Using graphing utilities like graphing calculators or software, visually understanding exponential functions becomes more approachable. You simply input the equation, and the utility will generate the graph, clearly showing the function's behavior. This is particularly useful when comparing against another function to find intersection points.

Intersection points are where two or more graphs meet. Mathematically, these points satisfy all equations involved. This is the solution where the output values (or \( y \) values) of two functions are equal for the same input value (or \( x \) value).

In our exercise, the challenge is to find where the graph of \( y = 100 e^{0.01x} \) intersects \( y = 12,500 \). To do this, you typically use a graphing utility's 'Intersection' feature. This tool automatically calculates the precise \( x \) value where the functions intersect. The graphing utility shows both \( x \) and \( y \) coordinates, though you primarily need the \( x \) value for solving this type of problem. This process highlights the practical application of intersection points in finding solutions common to multiple functions.

Rounding decimals is an essential skill in mathematics, especially when dealing with lengthy decimal numbers which are hard to interpret or unnecessary for quick estimation. Rounding helps streamline complex figures by reducing them to a simpler form, often to a specified number of decimal places.

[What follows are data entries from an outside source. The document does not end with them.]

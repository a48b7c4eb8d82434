pub mod monitor_service;
pub mod webhook_service;
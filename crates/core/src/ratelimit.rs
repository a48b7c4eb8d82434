//! Per-source request throttling over an atomic `increment_and_check` store
//! operation, so correctness holds across concurrent requests and multiple
//! process instances. A store failure fails open: dropping a legitimate
//! gateway delivery costs more than letting one extra request through.

use crate::stores::RateLimitStore;
use payhook_primitives::models::config::limit_details::LimitInfo;
use std::sync::Arc;
use tracing::warn;

#[derive(Debug, Clone, Copy)]
pub struct RateDecision {
    pub allowed: bool,
    pub limit: u32,
    pub remaining: u32,
    pub retry_after_secs: u64,
}

impl RateDecision {
    pub fn open(limit: u32) -> Self {
        Self {
            allowed: true,
            limit,
            remaining: limit,
            retry_after_secs: 0,
        }
    }
}

#[derive(Clone)]
pub struct RateLimiter {
    store: Arc<dyn RateLimitStore>,
    max_requests: u32,
    window_secs: u64,
    override_key: Option<String>,
}

impl RateLimiter {
    pub fn new(store: Arc<dyn RateLimitStore>, limits: &LimitInfo) -> Self {
        Self {
            store,
            max_requests: limits.rate_limit_max_requests,
            window_secs: limits.rate_limit_window_secs,
            override_key: limits.rate_limit_override_key.clone(),
        }
    }

    /// The bucket a caller counts against: its source address, unless a
    /// shared override key is configured.
    pub fn source_key(&self, address: &str) -> String {
        self.override_key
            .clone()
            .unwrap_or_else(|| address.to_string())
    }

    pub async fn allow(&self, address: &str) -> RateDecision {
        let key = self.source_key(address);
        match self
            .store
            .increment_and_check(&key, self.max_requests, self.window_secs)
            .await
        {
            Ok(decision) => decision,
            Err(e) => {
                warn!("Rate limit store unavailable, failing open: {}", e);
                RateDecision::open(self.max_requests)
            }
        }
    }
}
//! Idempotency fingerprints.
//!
//! A fingerprint identifies one logical gateway event. The transaction id
//! participates when present so two real charge attempts against the same
//! order (a failed attempt, then a successful retry) hash differently, while
//! redeliveries of the identical event always collapse to the same key.

use payhook_primitives::models::dtos::webhook_dto::ParsedPaymentEvent;
use sha2::{Digest, Sha256};

pub fn sha256_hex(data: &[u8]) -> String {
    hex::encode(Sha256::digest(data))
}

pub fn event_fingerprint(event: &ParsedPaymentEvent) -> String {
    let mut canonical = format!(
        "reference={}&status={}&amount={}",
        event.reference, event.external_status, event.amount_minor_units
    );
    if let Some(transaction_id) = &event.transaction_id {
        canonical.push_str("&transaction_id=");
        canonical.push_str(transaction_id);
    }

    sha256_hex(canonical.as_bytes())
}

In the context of our exercise, after determining the \( x \) value of the intersection point between the graphs, this value might extend to several decimal places, which can be cumbersome. Instructions often specify rounding to a certain number of decimal places, in this case, three. For example, if the intersection's \( x \)-coordinate was 123.456789, it would be rounded to 123.457 for simplicity. Rounding involves looking at the fourth decimal place: if it's 5 or more, you round up the third decimal place. By doing so, you make the digits more manageable without significantly altering the number's meaning, making it useful for further calculations or reporting.